- Purpose: assess the level of functioning of the complement system

= Total complement activity =

Total complement activity (TCA) refers to a series of tests that determine the functioning of the complement system in an individual.

==Tests==

A variety of tests can be used to measure TCA, but the most commonly used on is the CH50 test. Other tests include the liposome immunoassay (LIA), single tube titration method, and the plate-hemolysis method.

=== CH50 Procedure ===
The test is based on the capacity of an individual's serum to lyse sheep erythrocytes coated with anti-sheep antibodies (preferably rabbit IgG). The individual's serum is diluted until a minimum concentration of 50% of the sheep's red blood cells are lysed. This is recorded as the CH50.

CH50 tests the classical complement pathway and thus requires functioning C1-C9 factors.

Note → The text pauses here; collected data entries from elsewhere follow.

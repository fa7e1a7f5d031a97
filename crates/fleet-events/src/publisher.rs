//! Event publisher — the write side of the bus, one constructor per event
//! kind the pipeline emits.

use std::sync::Arc;

use serde_json::json;

use fleet_state::{
    AnalyzedMetrics, ClusterMetrics, Event, EventSeverity, EventType, ScalingDecision,
    ScalingEvent, Server,
};

use crate::EventBus;

/// Publishes typed events onto the shared bus.
///
/// Cheap to clone; every pipeline gets its own copy.
#[derive(Clone)]
pub struct EventPublisher {
    bus: Arc<EventBus>,
    trace_id: Option<String>,
}

impl EventPublisher {
    pub fn new(bus: Arc<EventBus>) -> Self {
        Self {
            bus,
            trace_id: None,
        }
    }

    /// A copy of this publisher that stamps every event with a trace id.
    pub fn with_trace_id(&self, trace_id: &str) -> Self {
        Self {
            bus: Arc::clone(&self.bus),
            trace_id: Some(trace_id.to_string()),
        }
    }

    fn publish(&self, mut event: Event) {
        if let Some(ref trace_id) = self.trace_id {
            event.trace_id = Some(trace_id.clone());
        }
        self.bus.publish(event);
    }

    pub fn metric_collected(&self, cluster_id: &str, metrics: &ClusterMetrics) {
        self.publish(
            Event::new(EventType::MetricCollected, cluster_id, "metrics collected")
                .with_data(serde_json::to_value(metrics).unwrap_or_default()),
        );
    }

    pub fn metric_analyzed(&self, cluster_id: &str, analyzed: &AnalyzedMetrics) {
        let mut event = Event::new(EventType::MetricAnalyzed, cluster_id, "metrics analyzed")
            .with_data(serde_json::to_value(analyzed).unwrap_or_default());
        if analyzed.is_critical() {
            event = event.with_severity(EventSeverity::Critical);
        } else if analyzed.is_warning() {
            event = event.with_severity(EventSeverity::Warning);
        }
        self.publish(event);
    }

    pub fn decision_made(&self, cluster_id: &str, decision: &ScalingDecision) {
        let message = format!("scaling decision: {}", decision.action);
        let mut event = Event::new(EventType::DecisionMade, cluster_id, &message)
            .with_data(serde_json::to_value(decision).unwrap_or_default());
        if decision.is_emergency {
            event = event.with_severity(EventSeverity::Critical);
        }
        self.publish(event);
    }

    pub fn scaling_started(&self, cluster_id: &str, decision: &ScalingDecision) {
        let message = format!("scaling started: {}", decision.action);
        self.publish(
            Event::new(EventType::ScalingStarted, cluster_id, &message)
                .with_data(serde_json::to_value(decision).unwrap_or_default()),
        );
    }

    pub fn scaling_complete(&self, cluster_id: &str, scaling_event: &ScalingEvent) {
        let message = format!("scaling complete: {}", scaling_event.action);
        self.publish(
            Event::new(EventType::ScalingComplete, cluster_id, &message)
                .with_data(serde_json::to_value(scaling_event).unwrap_or_default()),
        );
    }

    pub fn scaling_failed(&self, cluster_id: &str, reason: &str, error: &dyn std::fmt::Display) {
        let message = format!("scaling failed: {reason}");
        self.publish(
            Event::new(EventType::ScalingFailed, cluster_id, &message)
                .with_severity(EventSeverity::Critical)
                .with_data(json!({
                    "reason": reason,
                    "error": error.to_string(),
                })),
        );
    }

    pub fn server_added(&self, server: &Server) {
        self.publish(
            Event::new(EventType::ServerAdded, &server.cluster_id, "server added")
                .with_data(serde_json::to_value(server).unwrap_or_default()),
        );
    }

    pub fn server_removed(&self, server: &Server) {
        self.publish(
            Event::new(EventType::ServerRemoved, &server.cluster_id, "server removed")
                .with_data(serde_json::to_value(server).unwrap_or_default()),
        );
    }

    pub fn server_activated(&self, server: &Server) {
        self.publish(
            Event::new(
                EventType::ServerActivated,
                &server.cluster_id,
                "server activated",
            )
            .with_data(serde_json::to_value(server).unwrap_or_default()),
        );
    }

    pub fn alert(
        &self,
        cluster_id: &str,
        severity: EventSeverity,
        message: &str,
        data: serde_json::Value,
    ) {
        self.publish(
            Event::new(EventType::Alert, cluster_id, message)
                .with_severity(severity)
                .with_data(data),
        );
    }

    pub fn error(&self, cluster_id: &str, message: &str, error: &dyn std::fmt::Display) {
        self.publish(
            Event::new(EventType::Error, cluster_id, message)
                .with_severity(EventSeverity::Critical)
                .with_data(json!({"error": error.to_string()})),
        );
    }
}

#[cfg(test)]
mod tests {
    use super::*;
    use chrono::Utc;
    use fleet_state::{ScalingAction, ScalingEventStatus};

    fn bus_and_publisher() -> (Arc<EventBus>, EventPublisher) {
        let bus = Arc::new(EventBus::new(10));
        let publisher = EventPublisher::new(Arc::clone(&bus));
        (bus, publisher)
    }

    fn decision(action: ScalingAction, is_emergency: bool) -> ScalingDecision {
        ScalingDecision {
            cluster_id: "c-1".to_string(),
            timestamp: Utc::now(),
            action,
            current_servers: 2,
            target_servers: 4,
            reason: "cpu_critical".to_string(),
            prediction_used: false,
            confidence: None,
            is_emergency,
            cooldown_active: false,
        }
    }

    #[tokio::test]
    async fn decision_event_carries_payload() {
        let (bus, publisher) = bus_and_publisher();
        let mut rx = bus.subscribe(EventType::DecisionMade);

        publisher.decision_made("c-1", &decision(ScalingAction::ScaleUp, false));

        let event = rx.recv().await.unwrap();
        assert_eq!(event.severity, EventSeverity::Info);
        assert_eq!(event.cluster_id.as_deref(), Some("c-1"));
        let parsed: ScalingDecision = serde_json::from_value(event.data).unwrap();
        assert_eq!(parsed.target_servers, 4);
    }

    #[tokio::test]
    async fn emergency_decision_is_critical() {
        let (bus, publisher) = bus_and_publisher();
        let mut rx = bus.subscribe(EventType::DecisionMade);

        publisher.decision_made("c-1", &decision(ScalingAction::ScaleUp, true));
        assert_eq!(rx.recv().await.unwrap().severity, EventSeverity::Critical);
    }

    #[tokio::test]
    async fn scaling_failed_is_critical_with_error() {
        let (bus, publisher) = bus_and_publisher();
        let mut rx = bus.subscribe(EventType::ScalingFailed);

        publisher.scaling_failed("c-1", "cpu_critical", &"provisioner unreachable");

        let event = rx.recv().await.unwrap();
        assert_eq!(event.severity, EventSeverity::Critical);
        assert_eq!(event.data["reason"], "cpu_critical");
        assert_eq!(event.data["error"], "provisioner unreachable");
    }

    #[tokio::test]
    async fn scaling_complete_round_trips() {
        let (bus, publisher) = bus_and_publisher();
        let mut rx = bus.subscribe(EventType::ScalingComplete);

        let scaling_event = ScalingEvent::from_decision(
            &decision(ScalingAction::ScaleUp, false),
            ScalingEventStatus::Success,
        );
        publisher.scaling_complete("c-1", &scaling_event);

        let event = rx.recv().await.unwrap();
        let parsed: ScalingEvent = serde_json::from_value(event.data).unwrap();
        assert_eq!(parsed.status, ScalingEventStatus::Success);
        assert_eq!(parsed.servers_after, 4);
    }

    #[tokio::test]
    async fn trace_id_is_stamped() {
        let (bus, publisher) = bus_and_publisher();
        let mut rx = bus.subscribe(EventType::Error);

        let traced = publisher.with_trace_id("trace-42");
        traced.error("c-1", "collection failed", &"timeout");

        let event = rx.recv().await.unwrap();
        assert_eq!(event.trace_id.as_deref(), Some("trace-42"));
    }

    #[tokio::test]
    async fn server_lifecycle_events() {
        let (bus, publisher) = bus_and_publisher();
        let mut added = bus.subscribe(EventType::ServerAdded);
        let mut activated = bus.subscribe(EventType::ServerActivated);

        let mut server = Server::new("c-1");
        publisher.server_added(&server);
        server.activate();
        publisher.server_activated(&server);

        assert_eq!(added.recv().await.unwrap().kind, EventType::ServerAdded);
        let event = activated.recv().await.unwrap();
        let parsed: Server = serde_json::from_value(event.data).unwrap();
        assert!(parsed.is_active());
    }
}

=== CH50 Interpretation ===
If an individual has deficient or malfunctioning complement factors, then at a baseline they have decreased capacity to lyse the erythrocytes. Therefore, any dilution to their serum would further impair this functioning, meaning that a lower dilution needs to be reached to achieve 50% capacity. In contrast, any individual with increased complement levels or activity would have an elevated CH50 since increasing dilution would be necessary to reach the 50% lyse marking.

Decreased CH50 values may be seen in cirrhosis or hepatitis as a result of impaired complement production in the liver. It can also be seen in systemic lupus erythematosus as a result of increased usage of complement factors due to the pathology of the autoimmune condition. It is decreased during attacks of hereditary angioedema (but those with the disease have a normal value in between attacks).

Increased CH50 values means that their complement is hyperfunctional relative to normal, and this may be seen in cancer or ulcerative colitis.

One can interpret the CH50 value along with the individual's complement factor values to help determine the etiology. For example, if and individual has normal C3/C4 values but a decreased CH50, that can indicate a terminal complement pathway deficiency while if one has low C3 and CH50 values that can indicate an autoimmune condition such as systemic lupus erythematosus.

Alternative pathway hemolytic assay ("AH50") can be used in conjunction to indicate if there is a terminal pathway deficiency (CH50 and AH50 both are low), classical pathway deficiency (CH50 low, AH50 normal) or alternative pathway deficiency (AH50 low, CH50 normal).